I make an appointment to see Dr. Whorting.
*****
Is my meeting with Dr. Whorting the first time I’ve been inside Bentley Hall? The hallway is narrow. The floorboards creak. There have been too many coats of off-white paint on the walls and the baseboards and the crown molding. It is old. I go to the end of the hall past administrative offices and up the narrow staircase and back along the second-floor hall to a small waiting room. A few minutes later the door opens and Dr. Whorting invites me in. He has thin sandy blond hair and pale pink skin and pale blue eyes. His lips are thick and they sag the way Alfred Hitchcock’s do. His suit is a bit baggy and it’s that color that isn’t either green or grey and the jacket is open and the brown tie hangs out. He sits at his desk and I sit in the chair on the other side of the desk.
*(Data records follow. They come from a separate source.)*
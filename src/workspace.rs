//! Schema workspace
//!
//! Pairs a [`SchemaFs`] with the configured search roots and runs the
//! front end over files: parse, resolve imports, check.

use std::path::{Path, PathBuf};
use std::sync::Arc;

use schema_core::{check_file, parse, Definition, Diagnostic, Resolver, SchemaFs, SyntaxTree};
use serde::Serialize;
use tracing::{debug, info};

use crate::config::SearchRoots;
use crate::error::{SchemaError, SchemaResult};
use crate::fs::DiskFs;

/// File extension of schema sources
pub const SCHEMA_EXTENSION: &str = "schema";

/// Result of checking one file
#[derive(Debug, Clone)]
pub struct FileReport {
    pub path: PathBuf,
    pub tree: Arc<SyntaxTree>,
    pub diagnostics: Vec<Diagnostic>,
}

#[derive(Serialize)]
struct ReportJson<'a> {
    path: &'a Path,
    valid: bool,
    errors: usize,
    warnings: usize,
    diagnostics: &'a [Diagnostic],
}

impl FileReport {
    pub fn error_count(&self) -> usize {
        self.diagnostics.iter().filter(|d| d.is_error()).count()
    }

    pub fn warning_count(&self) -> usize {
        self.diagnostics.iter().filter(|d| d.is_warning()).count()
    }

    pub fn has_errors(&self) -> bool {
        self.diagnostics.iter().any(Diagnostic::is_error)
    }

    pub fn to_json(&self) -> SchemaResult<serde_json::Value> {
        let json = ReportJson {
            path: &self.path,
            valid: !self.has_errors(),
            errors: self.error_count(),
            warnings: self.warning_count(),
            diagnostics: &self.diagnostics,
        };
        Ok(serde_json::to_value(json)?)
    }
}

pub struct Workspace<F = DiskFs> {
    fs: F,
    roots: SearchRoots,
}

impl Workspace<DiskFs> {
    /// Workspace over the local disk
    pub fn new(roots: SearchRoots) -> Self {
        Self::with_fs(DiskFs, roots)
    }
}

impl<F: SchemaFs> Workspace<F> {
    pub fn with_fs(fs: F, roots: SearchRoots) -> Self {
        Self { fs, roots }
    }

    pub fn roots(&self) -> &SearchRoots {
        &self.roots
    }

    pub fn fs(&self) -> &F {
        &self.fs
    }

    pub fn resolver(&self) -> Resolver<'_> {
        Resolver::new(&self.fs, self.roots.as_slice())
    }

    /// Read and parse one file
    pub fn load(&self, path: &Path) -> SchemaResult<Arc<SyntaxTree>> {
        let source = self.fs.read_to_string(path)?;
        Ok(Self::parse_source(path, source))
    }

    pub fn parse_source(path: &Path, source: impl AsRef<str>) -> Arc<SyntaxTree> {
        Arc::new(parse(source.as_ref()).with_path(path))
    }

    /// Parse and check one file
    pub fn check(&self, path: &Path) -> SchemaResult<FileReport> {
        let tree = self.load(path)?;
        Ok(self.check_tree(tree))
    }

    /// Check text that is not (or not yet) on disk, e.g. an editor buffer
    pub fn check_source(&self, path: &Path, source: &str) -> FileReport {
        self.check_tree(Self::parse_source(path, source))
    }

    pub fn check_tree(&self, tree: Arc<SyntaxTree>) -> FileReport {
        let diagnostics = check_file(&tree, &self.resolver());
        let path = tree.path().map(Path::to_path_buf).unwrap_or_default();
        debug!(path = %path.display(), count = diagnostics.len(), "file checked");
        FileReport {
            path,
            tree,
            diagnostics,
        }
    }

    /// Check every file, stopping at the first unreadable one
    pub fn check_all(&self, paths: &[PathBuf]) -> SchemaResult<Vec<FileReport>> {
        info!("Checking {} schema file(s)", paths.len());
        paths.iter().map(|p| self.check(p)).collect()
    }

    /// Go to definition: the definition referenced at byte `offset`
    pub fn definition_at(&self, path: &Path, offset: usize) -> SchemaResult<Option<Definition>> {
        let tree = self.load(path)?;
        let node = tree.node_at(offset);
        let found = std::iter::once(node)
            .chain(tree.ancestors(node))
            .find(|&n| tree.kind(n).is_reference())
            .and_then(|n| self.resolver().resolve_reference(&tree, n));
        Ok(found)
    }
}

/// All `.schema` files under `dir`, sorted
pub fn discover(dir: &Path) -> SchemaResult<Vec<PathBuf>> {
    let mut found = Vec::new();
    collect_schema_files(dir, &mut found)?;
    found.sort();
    Ok(found)
}

fn collect_schema_files(dir: &Path, found: &mut Vec<PathBuf>) -> SchemaResult<()> {
    let entries = std::fs::read_dir(dir).map_err(|e| SchemaError::io(dir, e))?;
    for entry in entries {
        let path = entry.map_err(|e| SchemaError::io(dir, e))?.path();
        if path.is_dir() {
            collect_schema_files(&path, found)?;
        } else if path.extension().is_some_and(|ext| ext == SCHEMA_EXTENSION) {
            found.push(path);
        }
    }
    Ok(())
}
//! spatial-schema: host layer for the SpatialOS schema front end
//!
//! `schema-core` does the language work and never touches the disk. This
//! crate supplies what a tool around it needs:
//! - Search-root configuration (`config`)
//! - A disk-backed `SchemaFs` (`fs`)
//! - A `Workspace` that loads and checks files (`workspace`)
//! - Rust-style diagnostic rendering (`format`)
//!
//! The `schema_cli` binary (feature `cli`) is built on these.

pub mod config;
pub mod error;
pub mod format;
pub mod fs;
pub mod workspace;

pub use config::{ConfigLoader, SearchRoots};
pub use error::{ConfigError, SchemaError, SchemaResult};
pub use format::RustStyleFormatter;
pub use fs::DiskFs;
pub use workspace::{discover, FileReport, Workspace};

// Re-export the front end
pub use schema_core;
//! Event stream to arena tree
//!
//! The parser never builds nodes directly. It appends `Start` / `Token` /
//! `Finish` events and patches `Start` slots once it knows what a marker
//! became. This pass replays the events and attaches trivia: whitespace and
//! comments before a node belong to its parent, whitespace between tokens
//! of a node belongs to that node.

use super::tree::{Element, NodeData, NodeId, Span, SyntaxError, SyntaxTree};
use super::NodeKind;
use crate::lexer::Token;

#[derive(Debug, Clone, PartialEq, Eq)]
pub(crate) enum Event {
    /// `kind: None` is an abandoned marker and produces no node
    Start {
        kind: Option<NodeKind>,
        incomplete: bool,
        message: Option<String>,
    },
    Finish,
    /// Index of a significant token in the full token vector
    Token(usize),
}

impl Event {
    pub(crate) fn tombstone() -> Self {
        Event::Start {
            kind: None,
            incomplete: false,
            message: None,
        }
    }
}

pub(crate) fn build_tree(source: String, tokens: Vec<Token>, events: Vec<Event>) -> SyntaxTree {
    let mut builder = TreeBuilder {
        tokens: &tokens,
        source_len: source.len(),
        nodes: Vec::new(),
        stack: Vec::new(),
        messages: Vec::new(),
        next_token: 0,
        cursor: 0,
    };

    for event in events {
        match event {
            Event::Start { kind: None, .. } => {}
            Event::Start {
                kind: Some(kind),
                incomplete,
                message,
            } => builder.start(kind, incomplete, message),
            Event::Finish => builder.finish(),
            Event::Token(index) => builder.token(index),
        }
    }
    while !builder.stack.is_empty() {
        builder.finish();
    }
    if builder.nodes.is_empty() {
        builder.start(NodeKind::SchemaFile, false, None);
        builder.finish();
    }

    let TreeBuilder {
        nodes, messages, ..
    } = builder;
    let errors = messages
        .into_iter()
        .map(|(node, message)| SyntaxError {
            node,
            message,
            span: nodes[node.index()].span,
        })
        .collect();

    SyntaxTree {
        source,
        path: None,
        tokens,
        nodes,
        errors,
    }
}

struct TreeBuilder<'a> {
    tokens: &'a [Token],
    source_len: usize,
    nodes: Vec<NodeData>,
    stack: Vec<NodeId>,
    messages: Vec<(NodeId, String)>,
    /// First raw token not yet attached to a node
    next_token: usize,
    /// End offset of the last attached token
    cursor: usize,
}

impl TreeBuilder<'_> {
    fn start(&mut self, kind: NodeKind, incomplete: bool, message: Option<String>) {
        // Error nodes pick up the trivia in front of their first skipped
        // token so an empty one sits right after the preceding construct.
        if kind != NodeKind::Error {
            self.attach_trivia();
        }

        let id = NodeId(self.nodes.len() as u32);
        let parent = self.stack.last().copied();
        self.nodes.push(NodeData {
            kind,
            span: Span::new(self.cursor, self.cursor),
            incomplete,
            parent,
            elements: Vec::new(),
            children: Vec::new(),
        });
        if let Some(parent) = parent {
            let data = &mut self.nodes[parent.index()];
            data.elements.push(Element::Node(id));
            data.children.push(id);
        }
        if let Some(message) = message {
            self.messages.push((id, message));
        }
        self.stack.push(id);
    }

    fn finish(&mut self) {
        if self.stack.len() == 1 {
            self.attach_remaining();
        }
        let Some(id) = self.stack.pop() else {
            return;
        };
        let data = &mut self.nodes[id.index()];
        data.span.end = self.cursor.max(data.span.start);
    }

    fn token(&mut self, index: usize) {
        let Some(&top) = self.stack.last() else {
            return;
        };
        while self.next_token < index {
            self.attach(self.next_token);
        }

        let tokens = self.tokens;
        let token = tokens[index];
        let data = &mut self.nodes[top.index()];
        let first_significant = data.elements.iter().all(|e| match e {
            Element::Token(i) => tokens[*i].kind.is_trivia(),
            Element::Node(_) => false,
        });
        if data.kind == NodeKind::Error && first_significant {
            data.span.start = token.start;
        }
        self.attach(index);
    }

    fn attach_trivia(&mut self) {
        if self.stack.is_empty() {
            return;
        }
        while self
            .tokens
            .get(self.next_token)
            .is_some_and(|t| t.kind.is_trivia())
        {
            self.attach(self.next_token);
        }
    }

    fn attach_remaining(&mut self) {
        while self.next_token < self.tokens.len() {
            self.attach(self.next_token);
        }
        self.cursor = self.source_len;
    }

    fn attach(&mut self, index: usize) {
        let Some(&top) = self.stack.last() else {
            return;
        };
        self.nodes[top.index()]
            .elements
            .push(Element::Token(index));
        self.cursor = self.tokens[index].end;
        self.next_token = index + 1;
    }
}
I’m nervous. I’m scared. I have no idea what I’m going to say or how to start or what I’m hoping will happen here. He asks how I’m feeling or how I’ve been or what seems to be happening or something and I tell him that I love Allegheny. That my classes are interesting. That I’m glad I pledged a fraternity. I tell him about my visit to Allegheny last year and how I fell in love with the campus and applied for early decision. And then, I’m not sure how it happens, I’m telling him about Whitney and how poor we were. The company house. No hot water. A coal stove in the kitchen. Outside toilet. Why am I telling him this? And sleeping in the same room with Jane and in the same bed with John and how he hated me and how I had to sleep against the wall to avoid touching him at night so he wouldn’t hit me. I think I’m surprised to hear myself say that in Whitney and in Lawson Heights I never felt that boys liked me, that I was always better friends with the girls and that made the boys like me even less. And I start to cry and I tell him about my father and I say that I think I can never be liked because I can never be known. That I can never be wholly part of a group no matter how much the group thinks I am. Like the fraternity. I can’t bring my whole self to my fraternity. And I’ve never really liked anyone completely because I’ve never felt that I could be liked completely. But lately that’s changed. I find myself liking someone so much that I think it’s becoming a problem and I’m afraid of what it might be leading to.
I’m talking quietly, but I’m crying and my guts hurt.
Dr. Whorting asks his secretary to give me a couple of personality tests. Or attitude tests. Or aptitude. I don’t know, I’m hearing it all through tears and throbbing temples and anguished, choking breaths.
The Crazy One in the Car is a work of fiction. Names, characters, paces, and incidents are the product of the author’s imagination or are used fictitiously. Any resemblance to actual events, locales, or persons, living or dead, is entirely co-incidental.